▶ **Exercise requirements**
Show all lines from the data that include the word "await".
Start of Information provided
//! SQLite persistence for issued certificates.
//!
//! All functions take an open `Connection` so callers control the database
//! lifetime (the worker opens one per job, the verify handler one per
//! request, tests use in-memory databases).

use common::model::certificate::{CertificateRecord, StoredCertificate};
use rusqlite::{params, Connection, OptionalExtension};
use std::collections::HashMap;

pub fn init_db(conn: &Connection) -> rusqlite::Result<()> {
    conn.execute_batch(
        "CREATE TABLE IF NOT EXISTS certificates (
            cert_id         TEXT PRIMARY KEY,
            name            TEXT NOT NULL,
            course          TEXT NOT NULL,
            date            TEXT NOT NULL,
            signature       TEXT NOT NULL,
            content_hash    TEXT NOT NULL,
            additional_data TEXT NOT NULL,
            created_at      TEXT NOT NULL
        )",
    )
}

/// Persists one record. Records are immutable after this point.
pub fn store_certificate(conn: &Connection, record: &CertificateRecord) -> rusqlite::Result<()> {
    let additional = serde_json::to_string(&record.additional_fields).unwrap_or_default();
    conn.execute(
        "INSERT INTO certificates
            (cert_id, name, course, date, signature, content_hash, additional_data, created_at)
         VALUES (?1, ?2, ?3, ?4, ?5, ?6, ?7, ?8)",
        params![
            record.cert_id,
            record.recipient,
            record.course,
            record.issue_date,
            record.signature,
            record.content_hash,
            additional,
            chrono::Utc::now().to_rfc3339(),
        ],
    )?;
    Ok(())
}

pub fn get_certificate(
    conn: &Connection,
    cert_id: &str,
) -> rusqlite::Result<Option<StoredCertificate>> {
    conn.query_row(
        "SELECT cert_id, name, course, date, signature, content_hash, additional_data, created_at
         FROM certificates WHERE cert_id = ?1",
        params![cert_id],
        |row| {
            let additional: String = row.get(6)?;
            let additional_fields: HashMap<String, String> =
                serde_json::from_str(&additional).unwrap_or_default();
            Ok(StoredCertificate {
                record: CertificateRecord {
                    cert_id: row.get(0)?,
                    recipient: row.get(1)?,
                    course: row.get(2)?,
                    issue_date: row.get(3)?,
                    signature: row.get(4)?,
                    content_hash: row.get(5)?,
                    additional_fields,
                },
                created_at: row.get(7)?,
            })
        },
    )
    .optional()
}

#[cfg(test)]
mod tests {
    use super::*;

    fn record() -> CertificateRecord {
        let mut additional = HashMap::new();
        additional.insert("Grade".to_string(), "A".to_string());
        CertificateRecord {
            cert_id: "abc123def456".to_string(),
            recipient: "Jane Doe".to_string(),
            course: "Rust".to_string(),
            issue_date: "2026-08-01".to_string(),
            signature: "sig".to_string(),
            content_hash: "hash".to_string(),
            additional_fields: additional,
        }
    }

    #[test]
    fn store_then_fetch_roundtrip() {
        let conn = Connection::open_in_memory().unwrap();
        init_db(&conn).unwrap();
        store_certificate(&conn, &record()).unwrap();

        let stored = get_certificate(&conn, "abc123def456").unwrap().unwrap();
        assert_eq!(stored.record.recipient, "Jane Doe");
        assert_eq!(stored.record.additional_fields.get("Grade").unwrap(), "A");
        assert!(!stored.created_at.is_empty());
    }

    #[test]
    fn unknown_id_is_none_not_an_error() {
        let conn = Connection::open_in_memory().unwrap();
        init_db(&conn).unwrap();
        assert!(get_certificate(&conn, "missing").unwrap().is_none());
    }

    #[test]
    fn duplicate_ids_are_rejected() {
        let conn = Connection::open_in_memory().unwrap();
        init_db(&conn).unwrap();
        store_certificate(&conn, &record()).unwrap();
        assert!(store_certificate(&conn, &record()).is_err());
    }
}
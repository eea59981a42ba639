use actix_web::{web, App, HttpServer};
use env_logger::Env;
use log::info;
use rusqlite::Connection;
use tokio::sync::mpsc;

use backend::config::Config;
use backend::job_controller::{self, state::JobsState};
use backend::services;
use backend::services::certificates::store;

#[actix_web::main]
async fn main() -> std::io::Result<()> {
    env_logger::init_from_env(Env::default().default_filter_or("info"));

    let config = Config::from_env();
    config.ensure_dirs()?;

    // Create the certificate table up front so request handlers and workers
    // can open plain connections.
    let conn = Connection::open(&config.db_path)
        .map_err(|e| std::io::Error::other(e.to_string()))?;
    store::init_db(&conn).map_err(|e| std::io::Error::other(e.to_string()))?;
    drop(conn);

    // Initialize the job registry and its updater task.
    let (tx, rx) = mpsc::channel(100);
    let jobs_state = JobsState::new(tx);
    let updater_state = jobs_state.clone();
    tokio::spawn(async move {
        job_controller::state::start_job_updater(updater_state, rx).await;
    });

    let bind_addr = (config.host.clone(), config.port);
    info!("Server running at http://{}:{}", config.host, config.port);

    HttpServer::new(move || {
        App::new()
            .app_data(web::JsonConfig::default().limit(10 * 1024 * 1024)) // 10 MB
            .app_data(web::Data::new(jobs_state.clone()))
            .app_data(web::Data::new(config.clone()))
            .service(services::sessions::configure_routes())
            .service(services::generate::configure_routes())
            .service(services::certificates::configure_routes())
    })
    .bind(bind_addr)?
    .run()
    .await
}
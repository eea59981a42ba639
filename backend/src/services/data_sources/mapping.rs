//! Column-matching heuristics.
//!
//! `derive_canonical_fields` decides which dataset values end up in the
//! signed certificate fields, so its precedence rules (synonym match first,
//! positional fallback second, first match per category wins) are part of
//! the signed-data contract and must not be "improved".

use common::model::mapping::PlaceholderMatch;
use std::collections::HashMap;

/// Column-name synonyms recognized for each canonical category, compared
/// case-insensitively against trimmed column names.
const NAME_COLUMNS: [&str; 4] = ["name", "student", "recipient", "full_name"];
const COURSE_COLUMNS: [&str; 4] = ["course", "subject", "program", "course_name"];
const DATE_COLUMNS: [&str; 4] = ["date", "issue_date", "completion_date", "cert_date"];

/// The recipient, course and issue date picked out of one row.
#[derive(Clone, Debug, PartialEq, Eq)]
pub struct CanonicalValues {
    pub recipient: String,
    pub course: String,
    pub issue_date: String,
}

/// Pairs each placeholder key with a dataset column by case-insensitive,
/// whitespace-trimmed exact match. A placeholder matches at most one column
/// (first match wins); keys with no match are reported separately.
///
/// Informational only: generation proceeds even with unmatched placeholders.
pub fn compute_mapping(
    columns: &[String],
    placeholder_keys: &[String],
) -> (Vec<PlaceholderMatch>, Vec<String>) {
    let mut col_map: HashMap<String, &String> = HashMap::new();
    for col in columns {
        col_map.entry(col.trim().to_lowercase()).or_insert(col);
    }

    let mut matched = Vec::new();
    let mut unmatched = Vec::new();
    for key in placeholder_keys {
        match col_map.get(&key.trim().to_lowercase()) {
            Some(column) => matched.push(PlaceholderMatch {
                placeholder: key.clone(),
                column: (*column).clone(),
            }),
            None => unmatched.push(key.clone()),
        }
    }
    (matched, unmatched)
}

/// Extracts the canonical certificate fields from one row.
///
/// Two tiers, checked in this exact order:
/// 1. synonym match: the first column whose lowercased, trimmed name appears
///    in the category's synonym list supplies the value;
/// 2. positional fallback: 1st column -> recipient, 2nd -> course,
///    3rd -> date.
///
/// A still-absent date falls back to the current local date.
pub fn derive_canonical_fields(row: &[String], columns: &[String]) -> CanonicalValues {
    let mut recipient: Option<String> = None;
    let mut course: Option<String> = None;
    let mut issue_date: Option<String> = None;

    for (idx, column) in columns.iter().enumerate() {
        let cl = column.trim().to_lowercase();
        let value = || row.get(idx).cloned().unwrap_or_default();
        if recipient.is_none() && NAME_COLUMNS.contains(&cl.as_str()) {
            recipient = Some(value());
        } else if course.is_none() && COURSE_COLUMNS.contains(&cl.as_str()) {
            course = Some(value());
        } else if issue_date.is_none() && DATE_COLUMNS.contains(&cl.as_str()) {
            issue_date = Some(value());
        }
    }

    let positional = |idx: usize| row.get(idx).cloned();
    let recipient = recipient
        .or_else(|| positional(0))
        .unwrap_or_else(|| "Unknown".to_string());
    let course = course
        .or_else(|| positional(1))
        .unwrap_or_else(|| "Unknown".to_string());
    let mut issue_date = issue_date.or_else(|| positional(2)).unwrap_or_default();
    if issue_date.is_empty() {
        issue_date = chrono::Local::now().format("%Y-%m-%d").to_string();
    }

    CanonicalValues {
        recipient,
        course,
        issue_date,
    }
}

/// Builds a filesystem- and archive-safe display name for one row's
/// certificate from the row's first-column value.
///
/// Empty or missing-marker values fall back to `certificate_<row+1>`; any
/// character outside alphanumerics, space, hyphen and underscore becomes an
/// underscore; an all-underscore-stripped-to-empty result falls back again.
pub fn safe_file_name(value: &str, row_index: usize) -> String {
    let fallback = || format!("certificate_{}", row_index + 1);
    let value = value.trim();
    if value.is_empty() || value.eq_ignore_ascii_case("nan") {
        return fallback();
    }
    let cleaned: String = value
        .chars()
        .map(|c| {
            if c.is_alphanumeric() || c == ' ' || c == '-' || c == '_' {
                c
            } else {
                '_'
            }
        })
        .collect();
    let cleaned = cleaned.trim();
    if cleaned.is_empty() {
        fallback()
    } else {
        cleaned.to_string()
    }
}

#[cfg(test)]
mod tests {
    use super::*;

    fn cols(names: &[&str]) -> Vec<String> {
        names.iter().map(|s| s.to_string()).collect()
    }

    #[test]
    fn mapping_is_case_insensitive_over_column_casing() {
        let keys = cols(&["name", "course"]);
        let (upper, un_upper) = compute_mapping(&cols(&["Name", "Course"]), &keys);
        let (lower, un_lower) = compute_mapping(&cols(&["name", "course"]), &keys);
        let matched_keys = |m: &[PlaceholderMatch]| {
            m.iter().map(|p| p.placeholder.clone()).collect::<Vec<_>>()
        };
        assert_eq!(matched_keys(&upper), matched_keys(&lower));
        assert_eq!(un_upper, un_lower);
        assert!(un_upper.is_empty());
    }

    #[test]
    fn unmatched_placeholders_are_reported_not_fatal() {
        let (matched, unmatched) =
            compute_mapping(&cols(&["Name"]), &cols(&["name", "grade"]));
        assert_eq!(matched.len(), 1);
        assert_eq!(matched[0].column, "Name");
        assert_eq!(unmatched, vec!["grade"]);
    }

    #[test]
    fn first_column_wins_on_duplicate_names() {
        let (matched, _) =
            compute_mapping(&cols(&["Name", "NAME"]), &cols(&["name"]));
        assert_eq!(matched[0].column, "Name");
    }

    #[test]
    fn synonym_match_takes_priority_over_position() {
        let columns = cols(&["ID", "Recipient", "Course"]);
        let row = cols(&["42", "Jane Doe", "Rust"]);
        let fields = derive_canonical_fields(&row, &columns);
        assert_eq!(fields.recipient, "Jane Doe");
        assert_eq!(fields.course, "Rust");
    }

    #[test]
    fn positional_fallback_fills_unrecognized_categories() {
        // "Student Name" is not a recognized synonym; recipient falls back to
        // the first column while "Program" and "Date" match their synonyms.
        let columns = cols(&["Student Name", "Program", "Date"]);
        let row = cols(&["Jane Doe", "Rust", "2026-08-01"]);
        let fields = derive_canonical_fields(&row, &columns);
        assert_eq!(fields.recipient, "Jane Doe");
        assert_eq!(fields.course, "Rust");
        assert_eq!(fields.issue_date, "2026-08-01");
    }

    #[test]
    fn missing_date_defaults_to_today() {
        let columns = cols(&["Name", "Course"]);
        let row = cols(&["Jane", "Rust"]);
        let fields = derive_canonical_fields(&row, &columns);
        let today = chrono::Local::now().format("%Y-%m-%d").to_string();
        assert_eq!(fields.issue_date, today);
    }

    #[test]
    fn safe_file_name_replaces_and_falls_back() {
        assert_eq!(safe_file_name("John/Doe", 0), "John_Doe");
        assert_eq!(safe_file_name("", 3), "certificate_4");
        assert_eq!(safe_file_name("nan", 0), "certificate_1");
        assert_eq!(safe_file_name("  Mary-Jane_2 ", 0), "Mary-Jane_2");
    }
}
End of Information provided
▶ **Task result**
        job_controller::state::start_job_updater(updater_state, rx).await;
    .await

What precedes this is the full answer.